### What is being asked
Search the entries for the word "exact". Copy every line that holds it.

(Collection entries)
────
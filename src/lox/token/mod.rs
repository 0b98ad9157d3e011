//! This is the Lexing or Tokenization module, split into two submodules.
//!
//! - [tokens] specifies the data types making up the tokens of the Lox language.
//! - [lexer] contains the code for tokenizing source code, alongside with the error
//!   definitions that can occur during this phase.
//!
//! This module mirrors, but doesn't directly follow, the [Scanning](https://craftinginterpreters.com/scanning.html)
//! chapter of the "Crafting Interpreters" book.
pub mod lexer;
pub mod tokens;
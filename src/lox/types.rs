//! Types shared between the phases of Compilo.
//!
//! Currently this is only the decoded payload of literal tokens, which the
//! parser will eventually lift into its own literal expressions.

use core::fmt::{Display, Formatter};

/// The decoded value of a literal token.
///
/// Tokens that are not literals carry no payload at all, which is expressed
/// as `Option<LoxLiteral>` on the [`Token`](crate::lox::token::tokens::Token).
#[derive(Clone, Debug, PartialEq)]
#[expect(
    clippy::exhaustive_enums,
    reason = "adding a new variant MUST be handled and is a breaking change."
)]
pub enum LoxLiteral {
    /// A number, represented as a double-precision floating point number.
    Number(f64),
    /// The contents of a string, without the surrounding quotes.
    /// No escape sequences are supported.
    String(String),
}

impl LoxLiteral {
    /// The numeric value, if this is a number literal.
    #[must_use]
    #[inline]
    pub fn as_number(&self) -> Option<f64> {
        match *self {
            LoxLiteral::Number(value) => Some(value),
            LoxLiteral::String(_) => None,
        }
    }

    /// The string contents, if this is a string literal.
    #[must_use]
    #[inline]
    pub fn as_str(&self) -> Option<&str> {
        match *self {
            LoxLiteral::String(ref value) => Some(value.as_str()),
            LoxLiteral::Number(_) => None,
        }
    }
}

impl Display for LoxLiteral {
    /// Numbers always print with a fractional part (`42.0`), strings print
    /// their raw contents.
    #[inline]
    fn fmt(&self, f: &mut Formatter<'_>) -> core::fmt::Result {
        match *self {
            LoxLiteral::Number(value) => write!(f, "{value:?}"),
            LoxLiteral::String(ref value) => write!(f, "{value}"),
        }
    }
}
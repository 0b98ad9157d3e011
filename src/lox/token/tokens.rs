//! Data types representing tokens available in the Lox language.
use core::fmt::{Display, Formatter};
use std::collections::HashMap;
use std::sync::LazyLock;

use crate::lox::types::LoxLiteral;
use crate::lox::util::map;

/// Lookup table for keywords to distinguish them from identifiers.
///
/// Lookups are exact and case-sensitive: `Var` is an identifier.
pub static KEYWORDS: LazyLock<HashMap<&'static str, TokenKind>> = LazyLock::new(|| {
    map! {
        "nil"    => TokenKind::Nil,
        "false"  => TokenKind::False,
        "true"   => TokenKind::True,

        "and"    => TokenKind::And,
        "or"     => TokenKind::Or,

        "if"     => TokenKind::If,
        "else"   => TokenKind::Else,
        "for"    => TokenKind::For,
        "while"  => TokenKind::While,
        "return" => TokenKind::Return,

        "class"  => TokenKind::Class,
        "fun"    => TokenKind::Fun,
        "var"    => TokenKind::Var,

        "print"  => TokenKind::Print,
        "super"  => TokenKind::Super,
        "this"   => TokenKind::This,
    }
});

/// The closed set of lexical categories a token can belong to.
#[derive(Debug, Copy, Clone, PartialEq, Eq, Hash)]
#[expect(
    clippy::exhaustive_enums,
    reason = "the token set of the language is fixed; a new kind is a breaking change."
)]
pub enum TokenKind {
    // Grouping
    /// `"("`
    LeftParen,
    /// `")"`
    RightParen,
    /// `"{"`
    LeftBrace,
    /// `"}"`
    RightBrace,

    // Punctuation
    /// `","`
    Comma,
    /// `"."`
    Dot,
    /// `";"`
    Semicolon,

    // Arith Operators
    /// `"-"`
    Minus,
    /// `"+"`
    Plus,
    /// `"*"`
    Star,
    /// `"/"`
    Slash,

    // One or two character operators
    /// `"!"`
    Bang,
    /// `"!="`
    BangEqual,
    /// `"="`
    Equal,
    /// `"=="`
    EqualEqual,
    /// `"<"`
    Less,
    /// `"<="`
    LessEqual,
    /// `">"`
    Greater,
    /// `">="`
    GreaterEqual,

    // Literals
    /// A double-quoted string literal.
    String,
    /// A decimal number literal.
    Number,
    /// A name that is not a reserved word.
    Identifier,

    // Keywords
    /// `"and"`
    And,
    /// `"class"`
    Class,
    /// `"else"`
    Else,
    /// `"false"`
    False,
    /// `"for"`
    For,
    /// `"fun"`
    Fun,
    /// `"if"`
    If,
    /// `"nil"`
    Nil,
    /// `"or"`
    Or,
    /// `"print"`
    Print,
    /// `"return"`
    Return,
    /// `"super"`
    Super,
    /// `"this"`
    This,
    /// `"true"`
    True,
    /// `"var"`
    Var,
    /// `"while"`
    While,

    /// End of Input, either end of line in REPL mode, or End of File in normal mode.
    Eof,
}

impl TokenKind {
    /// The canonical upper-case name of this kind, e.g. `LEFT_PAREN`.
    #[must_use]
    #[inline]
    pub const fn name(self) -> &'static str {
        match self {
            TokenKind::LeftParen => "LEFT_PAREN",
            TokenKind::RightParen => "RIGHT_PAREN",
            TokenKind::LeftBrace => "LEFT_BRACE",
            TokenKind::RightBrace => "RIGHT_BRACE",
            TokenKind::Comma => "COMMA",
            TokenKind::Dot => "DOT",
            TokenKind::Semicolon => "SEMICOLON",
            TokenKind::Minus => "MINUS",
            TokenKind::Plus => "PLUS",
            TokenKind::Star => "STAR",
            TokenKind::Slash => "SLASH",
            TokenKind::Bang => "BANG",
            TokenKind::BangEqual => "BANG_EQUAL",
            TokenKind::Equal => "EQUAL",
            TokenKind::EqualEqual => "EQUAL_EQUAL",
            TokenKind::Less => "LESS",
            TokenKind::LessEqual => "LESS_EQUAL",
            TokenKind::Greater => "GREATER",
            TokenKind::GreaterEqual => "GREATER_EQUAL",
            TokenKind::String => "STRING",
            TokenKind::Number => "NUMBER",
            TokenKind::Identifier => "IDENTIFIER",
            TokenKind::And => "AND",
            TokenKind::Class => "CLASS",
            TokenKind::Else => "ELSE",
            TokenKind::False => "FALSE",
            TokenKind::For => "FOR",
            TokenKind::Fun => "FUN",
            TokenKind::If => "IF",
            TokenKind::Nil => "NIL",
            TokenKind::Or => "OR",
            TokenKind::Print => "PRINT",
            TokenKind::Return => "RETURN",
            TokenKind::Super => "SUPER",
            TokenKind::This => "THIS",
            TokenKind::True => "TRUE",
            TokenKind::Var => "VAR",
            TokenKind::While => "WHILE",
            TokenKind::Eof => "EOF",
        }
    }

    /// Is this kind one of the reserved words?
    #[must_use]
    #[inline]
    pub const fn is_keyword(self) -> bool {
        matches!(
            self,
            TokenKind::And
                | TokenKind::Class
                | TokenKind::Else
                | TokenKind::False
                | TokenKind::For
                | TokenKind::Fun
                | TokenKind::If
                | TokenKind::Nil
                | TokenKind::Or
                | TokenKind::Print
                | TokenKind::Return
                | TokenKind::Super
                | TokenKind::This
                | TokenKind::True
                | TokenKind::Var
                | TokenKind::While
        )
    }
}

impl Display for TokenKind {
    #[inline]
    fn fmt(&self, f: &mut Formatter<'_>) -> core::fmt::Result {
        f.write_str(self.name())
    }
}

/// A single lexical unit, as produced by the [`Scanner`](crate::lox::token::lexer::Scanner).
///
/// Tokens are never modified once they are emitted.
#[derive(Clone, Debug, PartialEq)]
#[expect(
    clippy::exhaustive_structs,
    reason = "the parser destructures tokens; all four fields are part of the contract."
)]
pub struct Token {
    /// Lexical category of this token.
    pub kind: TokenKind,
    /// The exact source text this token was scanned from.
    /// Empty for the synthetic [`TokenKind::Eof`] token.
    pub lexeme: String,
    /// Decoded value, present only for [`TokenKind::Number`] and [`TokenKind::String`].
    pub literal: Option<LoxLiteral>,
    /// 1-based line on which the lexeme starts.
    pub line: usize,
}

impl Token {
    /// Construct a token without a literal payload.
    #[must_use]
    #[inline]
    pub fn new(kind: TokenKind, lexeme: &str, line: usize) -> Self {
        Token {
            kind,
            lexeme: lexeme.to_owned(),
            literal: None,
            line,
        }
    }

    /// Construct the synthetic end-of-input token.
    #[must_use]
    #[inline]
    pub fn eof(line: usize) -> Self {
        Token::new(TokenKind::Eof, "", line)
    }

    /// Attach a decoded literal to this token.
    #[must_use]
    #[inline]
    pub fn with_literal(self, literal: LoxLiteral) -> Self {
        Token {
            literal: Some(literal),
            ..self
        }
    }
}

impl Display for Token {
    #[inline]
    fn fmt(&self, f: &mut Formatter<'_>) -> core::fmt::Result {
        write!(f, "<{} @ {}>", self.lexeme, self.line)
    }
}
────
### Task output
/// Lookups are exact and case-sensitive: `Var` is an identifier.
    /// The exact source text this token was scanned from.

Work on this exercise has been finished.